If the ferry system shuts down, she’ll be in the same boat as many Southeast Alaskans: They’ll all be looking for one.
To date, Alaska Department of Transportation commissioner Marc Luiken has not provided exact details of what will happen on July 1.
“Hopefully, we can keep them running at least to a logical port where it at least makes sense for them to go, and ideally, we won’t miss a beat,” he said by phone last week.
In line at Juneau’s Auke Bay ferry terminal, those waiting to sail to Yakutat were pondering what happens when the beat drops.
“Just moving vehicles and boats around is really important to us,” Bowen said. “I’d struggle by with my finances, and you’d have to use the barge, but it only comes once a month.”
In the next aisle of traffic, Ron Ekis waited to board the Kennicott with a truckload of construction material.
“We’d have to fly, absolutely,” if the ferry system shuts down, he said.
“We can make it work, but it’s more convenient with a ferry run,” he added.
With a nod toward events happening in the Capitol — or not happening, as the case might be this year — he said the state’s budget situation isn’t “rocket science. Quit spending so much money on stupid things. Get it done in the time you’re allotted.”
This year, that’s been easier said than done. Despite six months of work, lawmakers haven’t agreed upon a state budget, let alone a way to pay for it.
Friday is the final day of a special session called by Gov. Bill Walker in an attempt to force lawmakers to agree. If they can’t reach a solution, Walker will be forced to call a special session to give the Legislature a final two weeks to draft a budget.
If lawmakers still can’t get it done, the government will shut down starting July 1.
In 2015, the state was in a similar, though less dire situation. On June 1 that year, the ferry sent a warning to all booked passengers.
“AMHS apologizes to our loyal customers and the traveling public for the turmoil, confusion and potentially extensive disruption this action will cause,” the warning message stated.
Liz Perry, executive director of Travel Juneau, remembers what happened after that.
“People were calling in and saying gee, the ferry system is getting ready to shut down, what do I do?” she said by phone. “We would have to guide them as best we could.”
Hotels and other Juneau businesses reported cancellations as ferry-booked tourists aborted their plans in expectation of a shutdown.
This year, the ferry system has changed its strategy. With lawmakers even farther from a budget deal and a shutdown even closer, AMHS has sent no warning to passengers.
“We don’t want people to panic ahead of time, but if in fact we don’t have a budget on the 30th of June … then we’re probably going to have to start making some phone calls,” commissioner Luiken said.
Even a brief shutdown would be harmful to Juneau, Perry said.

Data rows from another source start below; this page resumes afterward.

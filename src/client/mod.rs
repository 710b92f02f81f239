//! Typed access to a plugin repository's listing and download endpoints.
//!
//! [`PluginRepositoryClient`] sits on top of any [`HttpTransport`]; in a
//! mirror session that is a [`crate::transport::ResilientTransport`], so every
//! call here is already rate limited, retried, and redirect-resolved.
//!
//! # Example
//!
//! ```no_run
//! use std::sync::Arc;
//! use plugin_mirror::client::PluginRepositoryClient;
//! use plugin_mirror::transport::{ReqwestTransport, ResilientTransport};
//! use plugin_mirror::version::BuildVersion;
//!
//! # async fn example() -> Result<(), Box<dyn std::error::Error>> {
//! let backend = Arc::new(ReqwestTransport::new("plugin-mirror/0.1")?);
//! let client = PluginRepositoryClient::new(Arc::new(ResilientTransport::new(backend)));
//!
//! let repository = client.list_plugins(&BuildVersion::parse("IC-241.14494")?).await?;
//! println!("{} plugins", repository.plugin_count());
//! # Ok(())
//! # }
//! ```

mod endpoints;
mod error;
pub mod filename;

use std::fmt;
use std::sync::Arc;

use tracing::{debug, instrument};
use url::Url;

use crate::model::{Plugin, Repository};
use crate::transport::{BodyStream, HttpResponse, HttpTransport, TransportError};
use crate::version::BuildVersion;

pub use endpoints::{DEFAULT_BASE_URL, Endpoints};
pub use error::ClientError;

/// A download response: status, the metadata the mirror needs, and the body.
pub struct ArtifactResponse {
    /// HTTP status of the final (post-redirect) response.
    pub status: u16,

    /// Reason phrase for `status`.
    pub reason: String,

    /// URL the body is served from.
    pub url: Url,

    /// Sanitized filename from `Content-Disposition` or the URL path.
    pub filename: Option<String>,

    /// Declared body length.
    pub content_length: Option<u64>,

    /// Body chunks.
    pub body: BodyStream,
}

impl ArtifactResponse {
    fn from_http(response: HttpResponse) -> Self {
        let reason = response.reason_phrase();
        let filename =
            filename::resolve_filename(response.content_disposition.as_deref(), &response.url);
        Self {
            status: response.status,
            reason,
            url: response.url,
            filename,
            content_length: response.content_length,
            body: response.body,
        }
    }

    /// Returns true for 2xx statuses.
    #[must_use]
    pub fn is_success(&self) -> bool {
        (200..300).contains(&self.status)
    }

    /// Returns the filename or the "missing file information" error.
    ///
    /// # Errors
    ///
    /// Returns [`ClientError::MissingFileInformation`] when neither the
    /// headers nor the URL named the file.
    pub fn require_filename(&self) -> Result<&str, ClientError> {
        self.filename
            .as_deref()
            .ok_or_else(|| ClientError::missing_file_information(self.url.as_str()))
    }
}

impl fmt::Debug for ArtifactResponse {
    fn fmt(&self, f: &mut fmt::Formatter<'_>) -> fmt::Result {
        f.debug_struct("ArtifactResponse")
            .field("status", &self.status)
            .field("reason", &self.reason)
            .field("url", &self.url.as_str())
            .field("filename", &self.filename)
            .field("content_length", &self.content_length)
            .finish_non_exhaustive()
    }
}

/// Client for the plugin repository HTTP API.
#[derive(Clone)]
pub struct PluginRepositoryClient {
    transport: Arc<dyn HttpTransport>,
    endpoints: Endpoints,
}

impl PluginRepositoryClient {
    /// Creates a client for the public JetBrains repository.
    #[must_use]
    pub fn new(transport: Arc<dyn HttpTransport>) -> Self {
        Self::with_endpoints(transport, Endpoints::default())
    }

    /// Creates a client for a repository at a custom location.
    #[must_use]
    pub fn with_endpoints(transport: Arc<dyn HttpTransport>, endpoints: Endpoints) -> Self {
        Self {
            transport,
            endpoints,
        }
    }

    /// Returns the endpoint builder in use.
    #[must_use]
    pub fn endpoints(&self) -> &Endpoints {
        &self.endpoints
    }

    /// Fetches every plugin compatible with `build`.
    ///
    /// # Errors
    ///
    /// - [`ClientError::Transport`] if the request fails or returns non-2xx
    /// - [`ClientError::Manifest`] if the body is not a `plugin-repository` document
    #[instrument(skip(self), fields(build = %build))]
    pub async fn list_plugins(&self, build: &BuildVersion) -> Result<Repository, ClientError> {
        let url = self.endpoints.list_for_build(&build.to_string());
        let repository = self.fetch_listing(&url).await?;
        debug!(
            categories = repository.categories().len(),
            plugins = repository.plugin_count(),
            "listing received"
        );
        Ok(repository)
    }

    /// Fetches every published release of `plugin_id`.
    ///
    /// # Errors
    ///
    /// Same as [`Self::list_plugins`].
    #[instrument(skip(self))]
    pub async fn list_versions(&self, plugin_id: &str) -> Result<Vec<Plugin>, ClientError> {
        let url = self.endpoints.list_for_plugin(plugin_id);
        let releases: Vec<Plugin> = self
            .fetch_listing(&url)
            .await?
            .into_categories()
            .into_iter()
            .flat_map(|category| category.plugins)
            .collect();
        debug!(releases = releases.len(), "release history received");
        Ok(releases)
    }

    /// Requests the binary for one release.
    ///
    /// A non-2xx final status is returned as-is, not as an error, so the
    /// caller can report the server's reason.
    ///
    /// # Errors
    ///
    /// Returns [`ClientError::Transport`] if no response could be obtained.
    #[instrument(skip(self))]
    pub async fn download_artifact(
        &self,
        plugin_id: &str,
        version: &str,
    ) -> Result<ArtifactResponse, ClientError> {
        self.fetch_artifact(&self.endpoints.download(plugin_id, version))
            .await
    }

    /// Requests the newest release of `plugin_id` compatible with `build`.
    ///
    /// # Errors
    ///
    /// Returns [`ClientError::Transport`] if no response could be obtained.
    #[instrument(skip(self), fields(build = %build))]
    pub async fn download_latest(
        &self,
        plugin_id: &str,
        build: &BuildVersion,
    ) -> Result<ArtifactResponse, ClientError> {
        self.fetch_artifact(&self.endpoints.download_latest(plugin_id, &build.to_string()))
            .await
    }

    /// Requests a plugin icon, optionally for a named theme.
    ///
    /// # Errors
    ///
    /// Returns [`ClientError::Transport`] if no response could be obtained.
    #[instrument(skip(self))]
    pub async fn download_icon(
        &self,
        plugin_id: &str,
        theme: Option<&str>,
    ) -> Result<ArtifactResponse, ClientError> {
        self.fetch_artifact(&self.endpoints.icon(plugin_id, theme))
            .await
    }

    async fn fetch_listing(&self, url: &Url) -> Result<Repository, ClientError> {
        let response = self.transport.get(url).await.map_err(ClientError::transport)?;
        if !response.is_success() {
            return Err(ClientError::transport(TransportError::http_status(
                url.as_str(),
                response.status,
                Some(response.reason_phrase()),
            )));
        }

        let body = response.text().await.map_err(ClientError::transport)?;
        Repository::from_xml(&body).map_err(|e| ClientError::manifest(url.as_str(), e))
    }

    async fn fetch_artifact(&self, url: &Url) -> Result<ArtifactResponse, ClientError> {
        let response = self.transport.get(url).await.map_err(ClientError::transport)?;
        let artifact = ArtifactResponse::from_http(response);
        debug!(
            status = artifact.status,
            filename = artifact.filename.as_deref().unwrap_or("<none>"),
            content_length = artifact.content_length,
            "artifact response"
        );
        Ok(artifact)
    }
}

impl fmt::Debug for PluginRepositoryClient {
    fn fmt(&self, f: &mut fmt::Formatter<'_>) -> fmt::Result {
        f.debug_struct("PluginRepositoryClient")
            .field("base", &self.endpoints.base().as_str())
            .finish_non_exhaustive()
    }
}
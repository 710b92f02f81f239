//! Build identifiers and compatibility ranges.
//!
//! A [`BuildVersion`] identifies an IDE build (`RD-191.7141.355`); a
//! [`VersionRange`] is the half-open `[since, until)` window a plugin release
//! declares itself compatible with.

mod build;
mod error;
mod range;

pub use build::{BuildVersion, NOT_AVAILABLE, WILDCARD};
pub use error::VersionError;
pub use range::VersionRange;
//! Error types for repository client operations.

use thiserror::Error;

use crate::model::ManifestError;
use crate::transport::TransportError;

/// Errors returned by [`super::PluginRepositoryClient`].
#[derive(Debug, Error)]
pub enum ClientError {
    /// The request could not be completed, or the server refused it.
    #[error(transparent)]
    Transport(TransportError),

    /// A listing body was not a valid `plugin-repository` manifest.
    #[error("invalid listing from {url}: {source}")]
    Manifest {
        /// The listing URL.
        url: String,
        /// The decode failure.
        #[source]
        source: ManifestError,
    },

    /// A download response had no usable filename in its headers or URL.
    #[error("failed to retrieve file information for {url}")]
    MissingFileInformation {
        /// The final URL of the download.
        url: String,
    },

    /// The configured repository base URL is unusable.
    #[error("invalid repository base URL: {url}")]
    InvalidBaseUrl {
        /// The rejected value.
        url: String,
    },
}

impl ClientError {
    /// Wraps a transport failure.
    pub fn transport(source: TransportError) -> Self {
        Self::Transport(source)
    }

    /// Creates a manifest decode error for `url`.
    pub fn manifest(url: impl Into<String>, source: ManifestError) -> Self {
        Self::Manifest {
            url: url.into(),
            source,
        }
    }

    /// Creates a missing file information error.
    pub fn missing_file_information(url: impl Into<String>) -> Self {
        Self::MissingFileInformation { url: url.into() }
    }

    /// Creates an invalid base URL error.
    pub fn invalid_base_url(url: impl Into<String>) -> Self {
        Self::InvalidBaseUrl { url: url.into() }
    }

    /// Returns true if the underlying request timed out.
    #[must_use]
    pub fn is_timeout(&self) -> bool {
        matches!(self, Self::Transport(e) if e.is_timeout())
    }

    /// Returns true if the session was cancelled during the request.
    #[must_use]
    pub fn is_cancelled(&self) -> bool {
        matches!(self, Self::Transport(e) if e.is_cancelled())
    }
}

#[cfg(test)]
mod tests {
    use std::time::Duration;

    use super::*;

    #[test]
    fn test_missing_file_information_message() {
        let error = ClientError::missing_file_information("https://x/plugin/download");
        assert_eq!(
            error.to_string(),
            "failed to retrieve file information for https://x/plugin/download"
        );
    }

    #[test]
    fn test_transport_is_transparent() {
        let error = ClientError::transport(TransportError::timeout("https://x", Duration::from_secs(5)));
        assert!(error.is_timeout());
        assert!(!error.is_cancelled());
        assert!(error.to_string().contains("https://x"));
    }

    #[test]
    fn test_cancelled_detected() {
        let error = ClientError::transport(TransportError::cancelled("https://x"));
        assert!(error.is_cancelled());
    }
}
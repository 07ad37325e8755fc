//! feedcache library
//!
//! Exposes the feed types, the remote loader, the local cache and the CLI
//! parsing for use by the binary and integration tests.

pub mod cache;
pub mod cli;
pub mod feed;
pub mod remote;
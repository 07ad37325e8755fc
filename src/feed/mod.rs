//! Feed feature types
//!
//! This module contains the public item shape handed to consumers and the
//! `FeedLoader` capability implemented by both the remote and the local loader.

use async_trait::async_trait;
use serde::{Deserialize, Serialize};
use url::Url;
use uuid::Uuid;

/// A single item of the feed as seen by consumers
#[derive(Debug, Clone, PartialEq, Eq, Serialize, Deserialize)]
pub struct FeedItem {
    /// Unique identifier of the item
    pub id: Uuid,
    /// Optional free-text description
    pub description: Option<String>,
    /// Optional human-readable location
    pub location: Option<String>,
    /// Where the item's media can be fetched from
    pub url: Url,
}

impl FeedItem {
    /// Creates a new feed item
    pub fn new(
        id: Uuid,
        description: Option<String>,
        location: Option<String>,
        url: Url,
    ) -> Self {
        Self {
            id,
            description,
            location,
            url,
        }
    }
}

/// Anything that can produce a list of feed items
#[async_trait]
pub trait FeedLoader: Send + Sync {
    /// Error reported when loading fails
    type Error: std::error::Error + Send + Sync + 'static;

    /// Loads the feed
    async fn load(&self) -> Result<Vec<FeedItem>, Self::Error>;
}
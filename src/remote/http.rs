//! HTTP capability used by the remote feed loader

use async_trait::async_trait;
use reqwest::Client;
use thiserror::Error;
use url::Url;

/// Transport failure reported by an `HttpClient`
#[derive(Debug, Error)]
pub enum HttpClientError {
    /// The request could not be completed
    #[error("HTTP request failed: {0}")]
    Transport(String),
}

impl From<reqwest::Error> for HttpClientError {
    fn from(err: reqwest::Error) -> Self {
        HttpClientError::Transport(err.to_string())
    }
}

/// Raw response handed to the response mapper
#[derive(Debug, Clone, PartialEq, Eq)]
pub struct HttpResponse {
    /// HTTP status code
    pub status: u16,
    /// Response body
    pub body: Vec<u8>,
}

/// Performs GET requests
#[async_trait]
pub trait HttpClient: Send + Sync {
    /// Fetches `url`, returning the status and body, or a transport error
    async fn get(&self, url: &Url) -> Result<HttpResponse, HttpClientError>;
}

/// `HttpClient` backed by `reqwest`
#[derive(Debug, Clone, Default)]
pub struct ReqwestHttpClient {
    client: Client,
}

impl ReqwestHttpClient {
    /// Create a new client with default settings
    pub fn new() -> Self {
        Self {
            client: Client::new(),
        }
    }

    /// Create a new client wrapping a custom `reqwest::Client`
    pub fn with_client(client: Client) -> Self {
        Self { client }
    }
}

#[async_trait]
impl HttpClient for ReqwestHttpClient {
    async fn get(&self, url: &Url) -> Result<HttpResponse, HttpClientError> {
        let response = self.client.get(url.clone()).send().await?;
        let status = response.status().as_u16();
        let body = response.bytes().await?.to_vec();

        Ok(HttpResponse { status, body })
    }
}
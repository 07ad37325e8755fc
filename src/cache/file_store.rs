//! File-backed feed store
//!
//! Persists the cache entry as a single JSON file. Every operation is queued
//! on one background worker and executed strictly in submission order, so a
//! reader never observes half of a save and concurrent saves resolve to the
//! last one submitted. Writes go to a temporary file next to the canonical
//! one and are then renamed over it, so a failed or interrupted write never
//! truncates existing data.

use std::ffi::OsString;
use std::io;
use std::path::{Path, PathBuf};

use futures::future::{BoxFuture, FutureExt};
use tokio::fs;
use tokio::io::AsyncWriteExt;
use tokio::sync::{mpsc, oneshot};
use tracing::debug;

use super::store::{CacheEntry, CacheError, FeedStore, MutationOutcome, RetrievalOutcome};

/// Work item handed to the store worker
enum Request {
    Retrieve(oneshot::Sender<RetrievalOutcome>),
    Insert(CacheEntry, oneshot::Sender<MutationOutcome>),
    Delete(oneshot::Sender<MutationOutcome>),
}

/// Feed store persisting to a JSON file
///
/// Dropping the store closes its queue; requests already queued are still
/// executed before the worker exits.
#[derive(Debug)]
pub struct FileFeedStore {
    /// Canonical location of the cache file
    path: PathBuf,
    /// Queue feeding the serial worker
    requests: mpsc::UnboundedSender<Request>,
}

impl FileFeedStore {
    /// Creates a store for the file at `path` and starts its worker
    ///
    /// Must be called from within a Tokio runtime. The file and its parent
    /// directory are only created on the first insert.
    pub fn new(path: impl Into<PathBuf>) -> Self {
        let path = path.into();
        let (requests, receiver) = mpsc::unbounded_channel();

        tokio::spawn(run_worker(path.clone(), receiver));

        Self { path, requests }
    }

    /// Returns the canonical location of the cache file
    pub fn path(&self) -> &Path {
        &self.path
    }

    /// Queues a request and returns a future resolving to its reply
    ///
    /// `on_closed` builds the outcome reported when the worker is no longer
    /// running.
    fn submit<T, F>(
        &self,
        request: impl FnOnce(oneshot::Sender<T>) -> Request,
        on_closed: F,
    ) -> BoxFuture<'static, T>
    where
        T: Send + 'static,
        F: FnOnce(io::Error) -> T + Send + 'static,
    {
        let (reply, outcome) = oneshot::channel();
        // A failed send drops the reply sender, which the receiver reports below.
        let _ = self.requests.send(request(reply));

        async move {
            outcome.await.unwrap_or_else(|_| {
                on_closed(io::Error::new(
                    io::ErrorKind::BrokenPipe,
                    "feed store worker is not running",
                ))
            })
        }
        .boxed()
    }
}

impl FeedStore for FileFeedStore {
    fn retrieve(&self) -> BoxFuture<'static, RetrievalOutcome> {
        self.submit(Request::Retrieve, |e| {
            RetrievalOutcome::Failure(CacheError::Retrieval(e))
        })
    }

    fn insert(&self, entry: CacheEntry) -> BoxFuture<'static, MutationOutcome> {
        self.submit(
            |reply| Request::Insert(entry, reply),
            |e| Err(CacheError::Insertion(e)),
        )
    }

    fn delete(&self) -> BoxFuture<'static, MutationOutcome> {
        self.submit(Request::Delete, |e| Err(CacheError::Deletion(e)))
    }
}

/// Executes queued requests one at a time until the queue closes
async fn run_worker(path: PathBuf, mut requests: mpsc::UnboundedReceiver<Request>) {
    while let Some(request) = requests.recv().await {
        // The caller may have dropped its future; the outcome is then discarded.
        match request {
            Request::Retrieve(reply) => {
                let _ = reply.send(read_entry(&path).await);
            }
            Request::Insert(entry, reply) => {
                let _ = reply.send(write_entry(&path, &entry).await);
            }
            Request::Delete(reply) => {
                let _ = reply.send(delete_entry(&path).await);
            }
        }
    }

    debug!(path = %path.display(), "feed store worker stopped");
}

async fn read_entry(path: &Path) -> RetrievalOutcome {
    let bytes = match fs::read(path).await {
        Ok(bytes) => bytes,
        Err(e) if e.kind() == io::ErrorKind::NotFound => {
            debug!(path = %path.display(), "no cached feed");
            return RetrievalOutcome::Empty;
        }
        Err(e) => return RetrievalOutcome::Failure(CacheError::Retrieval(e)),
    };

    match serde_json::from_slice::<CacheEntry>(&bytes) {
        Ok(entry) => {
            debug!(path = %path.display(), items = entry.items.len(), "read cached feed");
            RetrievalOutcome::Found(entry)
        }
        Err(e) => RetrievalOutcome::Failure(CacheError::Retrieval(io::Error::new(
            io::ErrorKind::InvalidData,
            e,
        ))),
    }
}

async fn write_entry(path: &Path, entry: &CacheEntry) -> MutationOutcome {
    let json = serde_json::to_vec(entry)
        .map_err(|e| CacheError::Insertion(io::Error::new(io::ErrorKind::InvalidData, e)))?;

    if let Some(parent) = path.parent().filter(|p| !p.as_os_str().is_empty()) {
        fs::create_dir_all(parent)
            .await
            .map_err(CacheError::Insertion)?;
    }

    let temp_path = temp_path_for(path);
    if let Err(e) = write_and_replace(&temp_path, path, &json).await {
        // Leftovers are harmless but would linger next to the cache file.
        let _ = fs::remove_file(&temp_path).await;
        return Err(CacheError::Insertion(e));
    }

    debug!(path = %path.display(), items = entry.items.len(), "wrote cached feed");
    Ok(())
}

/// Writes `contents` to `temp_path`, syncs it, then renames it onto `path`
async fn write_and_replace(temp_path: &Path, path: &Path, contents: &[u8]) -> io::Result<()> {
    let mut file = fs::File::create(temp_path).await?;
    file.write_all(contents).await?;
    file.flush().await?;
    file.sync_all().await?;
    drop(file);

    fs::rename(temp_path, path).await?;
    sync_parent_dir(path).await
}

/// Flushes the directory entry of `path` so a completed rename survives a crash
#[cfg(unix)]
async fn sync_parent_dir(path: &Path) -> io::Result<()> {
    let parent = match path.parent().filter(|p| !p.as_os_str().is_empty()) {
        Some(parent) => parent,
        None => Path::new("."),
    };
    fs::File::open(parent).await?.sync_all().await
}

#[cfg(not(unix))]
async fn sync_parent_dir(_path: &Path) -> io::Result<()> {
    Ok(())
}

async fn delete_entry(path: &Path) -> MutationOutcome {
    match fs::remove_file(path).await {
        Ok(()) => {
            debug!(path = %path.display(), "deleted cached feed");
            Ok(())
        }
        Err(e) if e.kind() == io::ErrorKind::NotFound => Ok(()),
        Err(e) => Err(CacheError::Deletion(e)),
    }
}

/// Temporary file used while replacing `path`, in the same directory
fn temp_path_for(path: &Path) -> PathBuf {
    let mut name = path
        .file_name()
        .map(OsString::from)
        .unwrap_or_else(|| OsString::from("feed"));
    name.push(".tmp");
    path.with_file_name(name)
}
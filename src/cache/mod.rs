//! Cache module for keeping the feed on disk
//!
//! This module provides the store contract, a file-backed store with
//! serialized crash-safe writes, the freshness policy, and the local loader
//! coordinating them. A cached feed is served while it is younger than
//! `MAX_CACHE_AGE_DAYS`; older caches load as empty and are removed by
//! `LocalFeedLoader::validate_cache`.

mod file_store;
mod local_loader;
mod policy;
mod store;

pub use file_store::FileFeedStore;
pub use local_loader::{CurrentDate, LoadResult, LocalFeedLoader, SaveResult};
pub use policy::{CachePolicy, MAX_CACHE_AGE_DAYS};
pub use store::{
    CacheEntry, CacheError, CachedFeedItem, FeedStore, MutationOutcome, RetrievalOutcome,
};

“It impacts hotel reservations, it impacts restaurants … the ripple effect is going to be widespread,” she said.
Robert Venables, chairman of Alaska’s Marine Transportation Advisory Board and a ferry system expert for Southeast Conference, said a shutdown is “one of those things where uncertainty is very destabilizing.”
Even if a shutdown lasts only a few days, passengers — locals and tourists alike — will be encouraged to make other plans. That would encourage a downward trend in ferry travel that’s already been happening for several years.
July is the busiest month for the marine highway, historical statistics show. A study of AMHS traffic in 2015 found 45,965 passengers aboard Alaska’s ferries in July, about 16 percent of the fleet’s traffic for the entire year.
“The tourism industry by and large, is not embracing it like they used to; the fishing industry is not utilizing the system like it used to,” Venables said.
A shutdown, while not immediately fatal to the ferry system, could inflict a mortal wound, and that would critically harm remote communities.
“Just like digging up the Parks Highway, there’s no alternative,” Venables said. “I hope that folks are plugged in because this is just one portion of a much more meaningful picture that has been well-publicized.”
At the Auke Bay ferry terminal, Peter and Nora Ribbens of Nikiski were among the last passengers to board before the Kennicott took advantage of tide and current to leave at noon.
Peter said he’s one of those “troglodytes” who supports an income tax to balance the state budget and backs keeping the ferry system going.
Even then, he believes Alaskans will make do, even if the ferry system is forced to close for a while.
“I think it would be shortsighted to say that without the ferry system the world would come to a crashing halt,” he said. “People would figure something out. (The state) worked for a long time without it, but it would be a loss, no doubt about it.”